Give the number of lines in the data below that contain "Option", with no other words.

— Dataset entries —
━━━━━━━━━━━━━━━━

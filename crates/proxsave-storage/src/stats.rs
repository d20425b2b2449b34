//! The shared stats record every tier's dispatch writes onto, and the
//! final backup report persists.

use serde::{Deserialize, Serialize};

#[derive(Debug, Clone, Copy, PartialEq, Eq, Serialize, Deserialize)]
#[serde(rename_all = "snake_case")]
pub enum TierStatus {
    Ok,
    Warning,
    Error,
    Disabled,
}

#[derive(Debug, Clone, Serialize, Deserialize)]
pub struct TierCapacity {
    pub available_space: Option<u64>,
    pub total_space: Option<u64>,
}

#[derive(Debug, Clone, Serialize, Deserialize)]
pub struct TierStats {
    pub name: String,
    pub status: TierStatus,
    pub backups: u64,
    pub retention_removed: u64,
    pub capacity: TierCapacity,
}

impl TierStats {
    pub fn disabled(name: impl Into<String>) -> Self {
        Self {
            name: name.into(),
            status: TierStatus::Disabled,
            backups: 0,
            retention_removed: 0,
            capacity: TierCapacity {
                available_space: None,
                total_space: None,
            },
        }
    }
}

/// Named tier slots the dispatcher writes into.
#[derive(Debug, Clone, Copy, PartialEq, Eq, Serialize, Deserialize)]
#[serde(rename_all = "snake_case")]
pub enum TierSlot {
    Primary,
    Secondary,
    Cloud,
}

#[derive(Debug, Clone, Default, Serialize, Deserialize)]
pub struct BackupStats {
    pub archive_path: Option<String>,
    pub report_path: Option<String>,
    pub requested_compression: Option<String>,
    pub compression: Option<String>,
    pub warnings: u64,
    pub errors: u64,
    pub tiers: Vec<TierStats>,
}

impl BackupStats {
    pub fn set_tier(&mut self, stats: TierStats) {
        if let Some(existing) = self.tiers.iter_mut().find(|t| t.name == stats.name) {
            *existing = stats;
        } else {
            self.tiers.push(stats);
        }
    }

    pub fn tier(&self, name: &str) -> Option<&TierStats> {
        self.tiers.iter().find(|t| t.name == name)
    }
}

━━━━━━━━━━━━━━━━

— YOUR SOLUTION —
7